# Explicit Content in Laureates of 2020 Wattys Award

Wattpad is a website where anyone can share their own stories. Although a lot of nowadays popular writers started on Wattpad (and who have written generally good fiction), it still has a reputation of a very cringe place full of sexually oriented fanfictions. In the Czech republic, we even have a Facebook page called [Úlovky z Wattpadu](https://www.facebook.com/ulovkyzwattpadu) which shares snippets of the worst stories written in Czech (but it's really funny if you don't have to read the whole story).

I decided to check 30 stories which won 2020 Wattys Award to see if it is true that Wattpad stories generally lack quality and are full of sexual or explicit content.


## Getting the data

I used my own [fork](https://github.com/AiKuroyake/Wattpad2Epub) of [Wattpad2Epub](https://github.com/GatoLoko/Wattpad2Epub) script. Wattpad2Epub allows you download Wattpad stories easily and save them in epub format. I have done some minor changes to the code, that's why I used my version.

After downloading 30 stories from [The Wattys 2020 Award Winners](https://www.wattpad.com/list/996419659-the-2020-wattys-award-winners), I needed to convert epub format of the stories to txt, so I can process it with Python. I used [Calibre](https://calibre-ebook.com/) for this task.

## Cleaning the data

Every book starts with Introduction containing synopsis, chapter list, and info about the book. I wanted as clean data as I could so I decided to delete these. Unfortunately, every book contains a bit different Introduction, so I had to go over them manually.

I wanted to remove authors' notes from the books, too. There was the same problem as with introduction. I had to delete the notes manually. Unfortunately, after scrolling through few stories, I found out there are authors' notes in between chapters. Not in all stories and not after every chapter. I left these notes there.
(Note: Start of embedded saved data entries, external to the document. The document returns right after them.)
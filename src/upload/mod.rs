//! Upload workflow
//!
//! This module owns the upload state machine, the transport that carries a
//! single multipart request, and the driver that wires the two together.

pub mod controller;
pub mod operations;
pub mod transport;
pub mod types;

pub use controller::UploadController;
pub use operations::upload_file;
pub use transport::{HttpTransport, Transport, UploadRequest, FILE_FIELD, NAME_FIELD};
pub use types::{
    FileDetails, ResponseError, TransportEvent, UploadOutcome, UploadResponse, UploadResult,
    UploadState, RESPONSE_CONTRACT_VERSION,
};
Almost every story contains images. A following line is displayed instead of images: _Oops! This image does not follow our content guidelines. To continue publishing, please remove it or upload a different image._ I removed it using replace() method when reading the file.
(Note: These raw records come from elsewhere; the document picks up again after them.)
//! Logger setup for binaries and tests
//!
//! The library only emits through the `log` facade. Binaries call [`init`]
//! once; `RUST_LOG` still overrides the configured level per module.

use crate::config::LogLevel;
use env_logger::{Builder, Env};

/// Install the global logger at `level`
///
/// Returns `false` if a logger was already installed.
pub fn init(level: LogLevel) -> bool {
    let filter: log::LevelFilter = level.into();

    Builder::from_env(Env::default().default_filter_or(filter.as_str()))
        .format_timestamp_millis()
        .format_target(false)
        .try_init()
        .is_ok()
}

/// Level to use for a CLI verbosity count on top of the configured level
pub fn level_for_verbosity(base: LogLevel, verbose: u8) -> LogLevel {
    let ordered = [
        LogLevel::Off,
        LogLevel::Error,
        LogLevel::Warn,
        LogLevel::Info,
        LogLevel::Debug,
        LogLevel::Trace,
    ];
    let start = ordered.iter().position(|l| *l == base).unwrap_or(2);
    ordered[(start + verbose as usize).min(ordered.len() - 1)]
}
I did not remove _Chapter 1_ or similar headings. I also left numbers, stop words, and other tokens in the texts. These tokens will not spoil my results in no way.

## Preparing the data

I want to work with a dictionary, where keys are titles of the stories and values are the stories itself. 

I need to split each story into paragraphs and convert each paragraph into an nlp object. The problem is converting paragraphs into nlp objects takes a lot of time. And it is incovenient to wait half an hour every time I restart the Jupyter Notebook to get the data.
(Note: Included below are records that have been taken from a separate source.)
//! Client configuration

use crate::error::{Result, SqueezeError};
use crate::upload::transport::DEFAULT_CHUNK_SIZE;
use serde::{Deserialize, Serialize};
use std::path::Path;

/// Log level for the client
#[derive(Debug, Clone, Copy, PartialEq, Eq, Serialize, Deserialize)]
#[serde(rename_all = "lowercase")]
pub enum LogLevel {
    Off,
    Error,
    Warn,
    Info,
    Debug,
    Trace,
}

impl Default for LogLevel {
    fn default() -> Self {
        LogLevel::Warn
    }
}

impl std::fmt::Display for LogLevel {
    fn fmt(&self, f: &mut std::fmt::Formatter<'_>) -> std::fmt::Result {
        match self {
            LogLevel::Off => write!(f, "off"),
            LogLevel::Error => write!(f, "error"),
            LogLevel::Warn => write!(f, "warn"),
            LogLevel::Info => write!(f, "info"),
            LogLevel::Debug => write!(f, "debug"),
            LogLevel::Trace => write!(f, "trace"),
        }
    }
}

impl From<LogLevel> for log::LevelFilter {
    fn from(level: LogLevel) -> Self {
        match level {
            LogLevel::Off => log::LevelFilter::Off,
            LogLevel::Error => log::LevelFilter::Error,
            LogLevel::Warn => log::LevelFilter::Warn,
            LogLevel::Info => log::LevelFilter::Info,
            LogLevel::Debug => log::LevelFilter::Debug,
            LogLevel::Trace => log::LevelFilter::Trace,
        }
    }
}

/// Configuration for the upload client
#[derive(Debug, Clone, PartialEq, Eq, Serialize, Deserialize)]
#[serde(rename_all = "kebab-case")]
pub struct ClientConfig {
    /// Base URL of the compression service (default: http://localhost:8000)
    pub endpoint: String,

    /// Path of the upload route (default: /upload)
    pub upload_path: String,

    /// Bytes per progress tick (default: 64 KiB)
    pub chunk_size: usize,

    /// Log level (default: warn)
    pub log_level: LogLevel,
}

impl Default for ClientConfig {
    fn default() -> Self {
        Self {
            endpoint: "http://localhost:8000".to_string(),
            upload_path: "/upload".to_string(),
            chunk_size: DEFAULT_CHUNK_SIZE,
            log_level: LogLevel::Warn,
        }
    }
}

impl ClientConfig {
    pub fn new() -> Self {
        Self::default()
    }

    /// Set the service base URL
    pub fn endpoint<S: Into<String>>(mut self, endpoint: S) -> Self {
        self.endpoint = endpoint.into();
        self
    }

    /// Set the upload route
    pub fn upload_path<S: Into<String>>(mut self, path: S) -> Self {
        self.upload_path = path.into();
        self
    }

    /// Set the progress granularity in bytes
    pub fn chunk_size(mut self, size: usize) -> Self {
        self.chunk_size = size;
        self
    }

    /// Set the log level
    pub fn log_level(mut self, level: LogLevel) -> Self {
        self.log_level = level;
        self
    }

    /// Full URL requests are posted to
    pub fn upload_url(&self) -> String {
        let base = self.endpoint.trim_end_matches('/');
        if self.upload_path.starts_with('/') {
            format!("{}{}", base, self.upload_path)
        } else {
            format!("{}/{}", base, self.upload_path)
        }
    }

    pub fn validate(&self) -> Result<()> {
        if !(self.endpoint.starts_with("http://") || self.endpoint.starts_with("https://")) {
            return Err(SqueezeError::invalid_parameter(
                "endpoint",
                format!("Endpoint must be an http(s) URL: {}", self.endpoint),
            ));
        }

        if self.chunk_size == 0 {
            return Err(SqueezeError::invalid_parameter(
                "chunk_size",
                "Chunk size must be greater than 0",
            ));
        }

        Ok(())
    }

    /// Convert the configuration to a JSON string
    pub fn to_json(&self) -> Result<String> {
        serde_json::to_string_pretty(self).map_err(SqueezeError::from)
    }

    /// Create a configuration from a JSON string
    ///
    /// Missing keys take their default values.
    pub fn from_json(json: &str) -> Result<Self> {
        let partial: PartialConfig = serde_json::from_str(json)?;
        Ok(partial.apply(Self::default()))
    }

    /// Load a configuration file
    pub fn from_file(path: impl AsRef<Path>) -> Result<Self> {
        let path = path.as_ref();
        let json = std::fs::read_to_string(path).map_err(|e| {
            SqueezeError::config_error(format!("Cannot read {}: {}", path.display(), e))
        })?;
        let config = Self::from_json(&json)?;
        config.validate()?;
        Ok(config)
    }
}

/// Config file contents before defaults are filled in
#[derive(Debug, Default, Deserialize)]
#[serde(rename_all = "kebab-case", deny_unknown_fields)]
struct PartialConfig {
    endpoint: Option<String>,
    upload_path: Option<String>,
    chunk_size: Option<usize>,
    log_level: Option<LogLevel>,
}

impl PartialConfig {
    fn apply(self, mut config: ClientConfig) -> ClientConfig {
        if let Some(endpoint) = self.endpoint {
            config.endpoint = endpoint;
        }
        if let Some(path) = self.upload_path {
            config.upload_path = path;
        }
        if let Some(size) = self.chunk_size {
            config.chunk_size = size;
        }
        if let Some(level) = self.log_level {
            config.log_level = level;
        }
        config
    }
}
That's why I use `save_docs()` function to store converted nlp objects for all books and `load_docs()` function to load them quickly and easily.

In [1]:
import spacy
from spacy.tokens import DocBin
nlp = spacy.load('en_core_web_sm')

In [130]:
from collections import defaultdict

In [5]:
def save_docs(docs, filename):
    '''Save data to a file'''
    # list of attributes I need; can be found on https://spacy.io/api/matcher
    doc_bin = DocBin(attrs=["SENT_START","LEMMA",  "ENT_TYPE", "POS", "DEP"])
    for doc in docs:
        doc_bin.add(doc)
    with open(filename, 'ab+') as fp:
        fp.write(doc_bin.to_bytes())

In [2]:
def load_docs(filename, nlp):
    '''Load data from a file'''
    doc_bin = None
    with open(filename, 'rb') as fp:
        doc_bin = DocBin().from_bytes(fp.read())
    return list(doc_bin.get_docs(nlp.vocab))

In [3]:
def read_books(story):
    '''Reads a text divided into paragraphs.'''
    pars = []
    with open(story) as s:
        text = s.read()
        text = text.replace('Oops! This image does not follow our content guidelines. To continue publishing, please remove it or upload a different image.', '')
        pars = [p.replace('\n', ' ') for p in text.split('\n') if p.strip()]
    return pars

In [4]:
def convert_to_nlp(text):
    '''Converts paragraphs into nlp objects'''
    docs = [nlp(par) for par in text]
    return docs

<p>I hardcoded the stories' names into a variable. It would be more convenient to iterate over the whole data folder and pick one book at time, but I got errors while trying to do that.</p>

In [54]:
stories = ['data/a-bear-in-sheeps-clothing.txt', 
           'data/a-fantasy-real.txt', 
           'data/a-is-for-arson.txt', 
           'data/a-timely-knight.txt', 
           'data/a-twist-of-marvel-infinity-war.txt', 
           'data/bending-the-rules.txt',
           'data/breaking-darkness.txt', 
           'data/charlie-and-dia.txt', 
           'data/comfort-the-wolves.txt',
           'data/dark-side-of-the-morning.txt', 
           'data/for-june.txt', 
           'data/how-to-be-the-best-third-wheel.txt',
           'data/how-to-lose-weight.txt', 
           'data/human-code.txt', 
           'data/inspector-rames.txt',
           'data/jackson-humes-is-not-a-superhero.txt',
           'data/oliver-ausman-lives-again.txt',
           'data/parasomnia.txt',
           'data/running-from-the-past.txt', 
           'data/t-m-i.txt', 
           'data/the-devils-match.txt', 
           'data/the-mosaic-in-her-eyes.txt', 
           'data/the-night-the-vampires-came.txt', 
           'data/the-omen-girl.txt',
           'data/the-painted-altair.txt',
           'data/the-psychopath-next-door.txt',
           'data/valeria-torres.txt',
           'data/we-the-young.txt',
           'data/winners-dont-have-bad-days.txt', 
           'data/zombie-soap.txt']

Split each story into paragraphs. Convert each paragraph into an nlp object. Save the nlp object of each story in a separate file. 

In [55]:
for story in stories:
    print('Reading {}...'.format(story))
    text = read_books(story)
    print('Converting {}...'.format(story))
    nlp_text = convert_to_nlp(text)
    print('Saving {} to {}.spacy...'.format(story, story[5:-4]))
    save_docs(nlp_text, '{}.spacy'.format(story[5:-4]))
    print()

Reading data/a-bear-in-sheeps-clothing.txt...
Converting data/a-bear-in-sheeps-clothing.txt...
Saving data/a-bear-in-sheeps-clothing.txt to a-bear-in-sheeps-clothing.spacy...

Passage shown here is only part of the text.